Ahora bien, dentro del procesamiento penal, debe considerarse que el plazo razonable, puede operar en sus diferentes etapas procesales; pues no solo se refiere a la conclusión general del procesamiento penal; sino también, a todas sus fases, las cuales deben concluir en los tiempos máximos previstos por la norma, no pudiendo extenderse de forma indefinida, dejando en incertidumbre al imputado, con lo cual el derecho a ser juzgado en un plazo razonable, puede ser alegado en la etapa preliminar, preparatoria o para el juzgamiento en general del proceso; puesto que, conforme nuestra normativa procesal penal, cada una de estas fases observa un tiempo de duración determinado.

En este entendido, y concretamente para la etapa preparatoria la misma comienza con la imputación formal y debe durar seis meses desde dicha resolución, pudiendo ampliarse únicamente conforme el segundo párrafo del art. 134 del CPP; correspondiendo tomar en cuenta, que el cómputo de los seis meses se efectúa desde la última imputación formal conforme lo estableció la amplia línea jurisprudencial sentada por este Tribunal Constitucional Plurinacional[7]; por lo cual, el plazo de los seis meses, tiene por objeto que el Ministerio Público pueda emitir su requerimiento conclusivo y disponga por una de las resoluciones previstas en el                 art. 323 del CPP; vale decir, presente la acusación, cuando existan suficientes elementos y fundamentos sólidos para el enjuiciamiento del imputado, el requerimiento para la suspensión condicional del proceso, la aplicación del procedimiento abreviado de un criterio de oportunidad, que se promueva la conciliación; o el sobreseimiento, ante la certidumbre de que el hecho no existió, que éste no constituye delito o que el imputado no participó en él y cuando estime que los elementos de prueba no son insuficientes para fundamentar la acusación.

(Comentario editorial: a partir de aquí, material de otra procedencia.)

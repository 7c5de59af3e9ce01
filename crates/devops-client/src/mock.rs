//! In-memory connection factory for tests.
//!
//! Serves canned resources, records every remote call and counts how many
//! connections were opened and released, so callers can check validation
//! order and scoped release without a network.

use std::collections::HashMap;
use std::sync::atomic::{AtomicI32, AtomicUsize, Ordering};
use std::sync::{Arc, Mutex, MutexGuard};

use async_trait::async_trait;
use chrono::Utc;
use devops_models::{
    Account, Approval, ApprovalStatus, Build, BuildDefinition, Profile, QueueBuildRequest, Release,
    ReleaseDefinition, ReleaseStartMetadata, TeamProject,
};

use crate::connection::{Connection, ConnectionFactory};
use crate::credential::Credential;
use crate::endpoint::Endpoint;
use crate::error::{ClientError, Result};

/// Resources served by the mock.
#[derive(Debug, Clone, Default)]
pub struct MockData {
    pub profile: Option<Profile>,
    pub accounts: Vec<Account>,
    pub projects: Vec<TeamProject>,
    pub build_definitions: Vec<BuildDefinition>,
    /// Builds keyed by build definition id.
    pub builds: HashMap<i32, Vec<Build>>,
    pub release_definitions: Vec<ReleaseDefinition>,
    pub releases: Vec<Release>,
    pub approvals: Vec<Approval>,
}

/// A remote call captured for verification.
#[derive(Debug, Clone, PartialEq)]
pub enum RemoteCall {
    GetProfile,
    ListAccounts { member_id: String },
    ListProjects,
    ListBuildDefinitions { project: String },
    GetBuildDefinition { project: String, id: i32 },
    QueueBuild { project: String, definition_id: i32 },
    ListBuilds { project: String, definition_id: i32 },
    ListReleaseDefinitions { project: String },
    GetReleaseDefinition { project: String, id: i32 },
    GetRelease { project: String, id: i32 },
    CreateRelease { project: String, metadata: ReleaseStartMetadata },
    ListApprovals { project: String, assignee: String },
    GetApproval { project: String, id: i32 },
    UpdateApproval { project: String, approval: Approval },
}

#[derive(Default)]
struct Inner {
    data: Mutex<MockData>,
    calls: Mutex<Vec<RemoteCall>>,
    endpoints: Mutex<Vec<String>>,
    failure: Mutex<Option<ClientError>>,
    opened: AtomicUsize,
    released: AtomicUsize,
    next_id: AtomicI32,
}

fn lock<T>(mutex: &Mutex<T>) -> MutexGuard<'_, T> {
    mutex.lock().unwrap_or_else(|poisoned| poisoned.into_inner())
}

/// Mock [`ConnectionFactory`]. Clones share state.
#[derive(Clone, Default)]
pub struct MockConnectionFactory {
    inner: Arc<Inner>,
}

impl MockConnectionFactory {
    /// Creates a factory serving `data`.
    pub fn new(data: MockData) -> Self {
        let factory = Self::default();
        *lock(&factory.inner.data) = data;
        factory.inner.next_id.store(1000, Ordering::SeqCst);
        factory
    }

    /// Makes the next remote call fail with `error`.
    pub fn fail_next(&self, error: ClientError) {
        *lock(&self.inner.failure) = Some(error);
    }

    /// Mutates the served data.
    pub fn with_data<R>(&self, f: impl FnOnce(&mut MockData) -> R) -> R {
        f(&mut lock(&self.inner.data))
    }

    /// Calls made so far, in order.
    pub fn calls(&self) -> Vec<RemoteCall> {
        lock(&self.inner.calls).clone()
    }

    /// Endpoints of the connections opened so far, in order.
    pub fn endpoints(&self) -> Vec<String> {
        lock(&self.inner.endpoints).clone()
    }

    /// Number of connections opened.
    pub fn opened(&self) -> usize {
        self.inner.opened.load(Ordering::SeqCst)
    }

    /// Number of connections released.
    pub fn released(&self) -> usize {
        self.inner.released.load(Ordering::SeqCst)
    }

    /// Start requests submitted so far.
    pub fn created_releases(&self) -> Vec<ReleaseStartMetadata> {
        self.calls()
            .into_iter()
            .filter_map(|call| match call {
                RemoteCall::CreateRelease { metadata, .. } => Some(metadata),
                _ => None,
            })
            .collect()
    }

    /// Current state of an approval.
    pub fn approval(&self, id: i32) -> Option<Approval> {
        lock(&self.inner.data).approvals.iter().find(|a| a.id == id).cloned()
    }
}

impl ConnectionFactory for MockConnectionFactory {
    fn connect(&self, endpoint: Endpoint, _credential: Credential) -> Result<Box<dyn Connection>> {
        self.inner.opened.fetch_add(1, Ordering::SeqCst);
        lock(&self.inner.endpoints).push(endpoint.to_string());
        Ok(Box::new(MockConnection {
            inner: Arc::clone(&self.inner),
            endpoint,
        }))
    }
}

struct MockConnection {
    inner: Arc<Inner>,
    endpoint: Endpoint,
}

impl Drop for MockConnection {
    fn drop(&mut self) {
        self.inner.released.fetch_add(1, Ordering::SeqCst);
    }
}

impl MockConnection {
    fn record(&self, call: RemoteCall) -> Result<MutexGuard<'_, MockData>> {
        lock(&self.inner.calls).push(call);
        if let Some(error) = lock(&self.inner.failure).take() {
            return Err(error);
        }
        Ok(lock(&self.inner.data))
    }

    fn next_id(&self) -> i32 {
        self.inner.next_id.fetch_add(1, Ordering::SeqCst)
    }
}

fn not_found(what: &str, id: i32) -> ClientError {
    ClientError::Remote {
        status: 404,
        message: format!("{} {} not found", what, id),
    }
}

#[async_trait]
impl Connection for MockConnection {
    fn endpoint(&self) -> &Endpoint {
        &self.endpoint
    }

    async fn get_profile(&self) -> Result<Profile> {
        let data = self.record(RemoteCall::GetProfile)?;
        data.profile.clone().ok_or(ClientError::Remote {
            status: 401,
            message: "no profile".into(),
        })
    }

    async fn list_accounts(&self, member_id: &str) -> Result<Vec<Account>> {
        let data = self.record(RemoteCall::ListAccounts {
            member_id: member_id.into(),
        })?;
        Ok(data.accounts.clone())
    }

    async fn list_projects(&self) -> Result<Vec<TeamProject>> {
        let data = self.record(RemoteCall::ListProjects)?;
        Ok(data.projects.clone())
    }

    async fn list_build_definitions(&self, project: &str) -> Result<Vec<BuildDefinition>> {
        let data = self.record(RemoteCall::ListBuildDefinitions {
            project: project.into(),
        })?;
        Ok(data.build_definitions.clone())
    }

    async fn get_build_definition(&self, project: &str, id: i32) -> Result<BuildDefinition> {
        let data = self.record(RemoteCall::GetBuildDefinition {
            project: project.into(),
            id,
        })?;
        data.build_definitions
            .iter()
            .find(|d| d.id == id)
            .cloned()
            .ok_or_else(|| not_found("build definition", id))
    }

    async fn queue_build(&self, project: &str, request: &QueueBuildRequest) -> Result<Build> {
        let mut data = self.record(RemoteCall::QueueBuild {
            project: project.into(),
            definition_id: request.definition.id,
        })?;
        let id = self.next_id();
        let mut build = Build::new(id, format!("queued.{}", id), Utc::now());
        build.status = Some("notStarted".into());
        build.definition = Some(request.definition.clone());
        data.builds
            .entry(request.definition.id)
            .or_default()
            .push(build.clone());
        Ok(build)
    }

    async fn list_builds(&self, project: &str, definition_id: i32) -> Result<Vec<Build>> {
        let data = self.record(RemoteCall::ListBuilds {
            project: project.into(),
            definition_id,
        })?;
        Ok(data.builds.get(&definition_id).cloned().unwrap_or_default())
    }

    async fn list_release_definitions(&self, project: &str) -> Result<Vec<ReleaseDefinition>> {
        let data = self.record(RemoteCall::ListReleaseDefinitions {
            project: project.into(),
        })?;
        Ok(data.release_definitions.clone())
    }

    async fn get_release_definition(&self, project: &str, id: i32) -> Result<ReleaseDefinition> {
        let data = self.record(RemoteCall::GetReleaseDefinition {
            project: project.into(),
            id,
        })?;
        data.release_definitions
            .iter()
            .find(|d| d.id == id)
            .cloned()
            .ok_or_else(|| not_found("release definition", id))
    }

    async fn get_release(&self, project: &str, id: i32) -> Result<Release> {
        let data = self.record(RemoteCall::GetRelease {
            project: project.into(),
            id,
        })?;
        data.releases
            .iter()
            .find(|r| r.id == id)
            .cloned()
            .ok_or_else(|| not_found("release", id))
    }

    async fn create_release(&self, project: &str, metadata: &ReleaseStartMetadata) -> Result<Release> {
        let mut data = self.record(RemoteCall::CreateRelease {
            project: project.into(),
            metadata: metadata.clone(),
        })?;
        let id = self.next_id();
        let mut release = Release::new(id, format!("Release-{}", id));
        release.status = Some("active".into());
        data.releases.push(release.clone());
        Ok(release)
    }

    async fn list_approvals(&self, project: &str, assignee: &str) -> Result<Vec<Approval>> {
        let data = self.record(RemoteCall::ListApprovals {
            project: project.into(),
            assignee: assignee.into(),
        })?;
        Ok(data
            .approvals
            .iter()
            .filter(|a| a.status == ApprovalStatus::Pending)
            .filter(|a| a.approver.as_ref().is_some_and(|who| who.id == assignee))
            .cloned()
            .collect())
    }

    async fn get_approval(&self, project: &str, id: i32) -> Result<Approval> {
        let data = self.record(RemoteCall::GetApproval {
            project: project.into(),
            id,
        })?;
        data.approvals
            .iter()
            .find(|a| a.id == id)
            .cloned()
            .ok_or_else(|| not_found("approval", id))
    }

    async fn update_approval(&self, project: &str, approval: &Approval) -> Result<Approval> {
        let mut data = self.record(RemoteCall::UpdateApproval {
            project: project.into(),
            approval: approval.clone(),
        })?;
        let stored = data
            .approvals
            .iter_mut()
            .find(|a| a.id == approval.id)
            .ok_or_else(|| not_found("approval", approval.id))?;
        *stored = approval.clone();
        Ok(approval.clone())
    }
}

Ahora bien, cuando el Ministerio Público vencido el plazo de los seis meses computados conforme lo antes indicado, no presenta ninguna de estas posibles resoluciones; vulnera el derecho del imputado a ser juzgado en un plazo razonable; por cuanto, la etapa preparatoria se encontraría vencida y el procesamiento consiguientemente devendría en arbitrario; situación, que la norma procesal, en el art. 134 del CPP, instituyó la extinción de la acción penal en la etapa preparatoria; en efecto, el juez de instrucción penal, en cumplimiento a lo dispuesto por dicho precepto, al advertir el incumplimiento de la duración máxima de la etapa preparatoria, deberá conminar al Fiscal Departamental, para que en el plazo de cinco días presente requerimiento conclusivo, bajo sanción de declarar extinguida la acción penal, salvo que el proceso pueda continuar en base a la acusación del querellante; a su vez, esta autoridad hará saber de esta determinación al Fiscal de Materia, para su cumplimiento bajo responsabilidad[8].

Como puede advertirse, el Código de Procedimiento Penal, le otorga al juez de instrucción penal, un rol muy importante en cuanto al control del retardo de la etapa de investigación; por cuanto, le faculta a conminar al Ministerio Público a efectos que cumpla con su deber y presente su requerimiento conclusivo o caso contrario extinga la causa, siempre y cuando el proceso no pueda continuar sobre la acusación particular; en consecuencia, se puede evidenciar que el art. 134 del CPP, le otorga a dicho juez de instrucción dos atribuciones concretas como son: a) Conminar al Misterio Público para la presentación del requerimiento conclusivo; y, b) Extinguir la acción penal por duración máxima de la etapa preparatoria.